Hilfreich für die Arbeit als Coach an Hochschulen:

  • Systemische Ausbildung
  • Systemkenntnisse
  • Erfahrung aus der Wirtschaftswelt als auch aus der Hochschule
  • Erfahrung als Trainer bzw. Mentor, vor allem in der Didaktik
  • Praktische Vorschläge aus Lebenserfahrung und Führungserfahrung

Abschluss

Zum Ende der Sitzung ist der Auftrag erfüllt, die Wirkungszusammenhänge zwischen Rollen und Erwartungen sind klar ausgearbeitet. Der Klient erhält einen strukturierten Überblick über die Komplexität seiner Situation und Kenntnisse über die nächsten Entwicklungsschritte, die er unternehmen kann. So kann die E-Phase mit der Fixierung der ersten Handlungsschritte und in diesem Fall mit dem Ausblick auf die in der L-Phase neu definierten Ziele abgeschlossen werden.
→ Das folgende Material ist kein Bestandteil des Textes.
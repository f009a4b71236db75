//! Log writer backend storing structured log records in Postgres.
//!
//! A [`writer::postgres::PostgresWriter`] owns one stream: it creates the destination table from
//! the stream's field descriptors (or from configuration supplied text), prepares a single
//! insert and executes it once per record with text format parameters.

pub mod client;
pub mod conversions;
pub mod error;
pub mod formatter;
mod macros;
pub mod statement;
#[cfg(any(test, feature = "test-utils"))]
pub mod test_utils;
pub mod types;
pub mod writer;
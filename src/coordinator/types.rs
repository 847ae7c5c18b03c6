//! Public types for the sync engine coordinator.

use thiserror::Error;

/// Engine lifecycle state.
///
/// ```text
/// Stopped → Starting → Running → Stopping → Stopped
/// ```
///
/// Use [`super::SyncEngine::state()`] to check the current state or
/// [`super::SyncEngine::state_receiver()`] to watch for changes.
#[derive(Debug, Clone, Copy, PartialEq, Eq)]
pub enum EngineState {
    /// Not running (initial and terminal state)
    Stopped,
    /// Loading the persisted allowlist and spawning the worker
    Starting,
    /// Started; the worker (if periodic updates are enabled) is ticking
    Running,
    /// Waiting for the worker to exit
    Stopping,
}

impl std::fmt::Display for EngineState {
    fn fmt(&self, f: &mut std::fmt::Formatter<'_>) -> std::fmt::Result {
        match self {
            Self::Stopped => write!(f, "Stopped"),
            Self::Starting => write!(f, "Starting"),
            Self::Running => write!(f, "Running"),
            Self::Stopping => write!(f, "Stopping"),
        }
    }
}

/// Inputs to the lifecycle state machine.
#[derive(Debug, Clone, Copy, PartialEq, Eq)]
pub enum LifecycleEvent {
    Start,
    Started,
    Stop,
    Stopped,
}

impl std::fmt::Display for LifecycleEvent {
    fn fmt(&self, f: &mut std::fmt::Formatter<'_>) -> std::fmt::Result {
        match self {
            Self::Start => write!(f, "start"),
            Self::Started => write!(f, "started"),
            Self::Stop => write!(f, "stop"),
            Self::Stopped => write!(f, "stopped"),
        }
    }
}

impl EngineState {
    /// Guarded transition function.
    ///
    /// `Ok(Some(next))` moves to `next`, `Ok(None)` is an idempotent no-op
    /// (start while running, stop while stopped), anything else is rejected.
    pub fn next(self, event: LifecycleEvent) -> Result<Option<EngineState>, EngineError> {
        use EngineState::*;
        use LifecycleEvent as E;

        match (self, event) {
            (Stopped, E::Start) => Ok(Some(Starting)),
            (Running, E::Start) => Ok(None),
            (Starting, E::Started) => Ok(Some(Running)),
            (Running, E::Stop) => Ok(Some(Stopping)),
            (Stopped, E::Stop) => Ok(None),
            (Stopping, E::Stopped) => Ok(Some(Stopped)),
            (from, event) => Err(EngineError::InvalidTransition { from, event }),
        }
    }
}

#[derive(Error, Debug)]
pub enum EngineError {
    #[error("cannot {event} while {from}")]
    InvalidTransition { from: EngineState, event: LifecycleEvent },
    #[error("sync worker terminated abnormally: {0}")]
    Worker(String),
}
Anforderungen an den Coach

Der Coach sollte zuerst selbst eine kommunikative, klar strukturierte innere Haltung haben, sollte ein Gefühl für Komplexität und für Systeme allgemein haben. Dafür ist eine systemische Ausbildung sehr hilfreich, da die Akteure mit einer enormen Rollenvielfalt, vielen Stakeholdern, komplexen Themen und losen Systemen konfrontiert und vernetzt sein können. Auch ist ein Hochschulabschluss förderlich, da dies den Kontakt und den Umgang mit dem akademischen Umfeld erleichtern kann.

Hochschulen arbeiten nicht immer mit strategischen, einheitlichen und festdefinierten Zielen mit einer klaren Identität. Das System Hochschule lässt sich vielmehr unterteilen in zahlreiche dynamische Subsysteme, die unterschiedlich zusammengesetzt sind, autonom agieren und sehr verschiedene oder sogar gar keine gemeinsamen Zielsetzungen haben. So ist es auch für die Hochschulleitung immer wieder eine Herausforderung, mit den sehr unterschiedlichen autonomen Subsystemen eine gemeinsame Linie zu finden und zu halten. Auch hier hat der Coach den Spagat zu bewältigen zwischen den Bedürfnissen der Ratsuchenden und den Bedürfnissen der Hochschule.

Im Unterschied zum Coaching in der Wirtschaft ist an Hochschulen das Verständnis für die Vertraulichkeit und Autonomie des Prozesses eher gegeben. Feedback über den Prozess wird nur dann verlangt, wenn es für alle transparent von Beginn an vereinbart war und auch nützlich ist für den Prozess als auch für weitere wichtige Entscheidungen, wie z.B. bei einer Verbeamtung einer Person.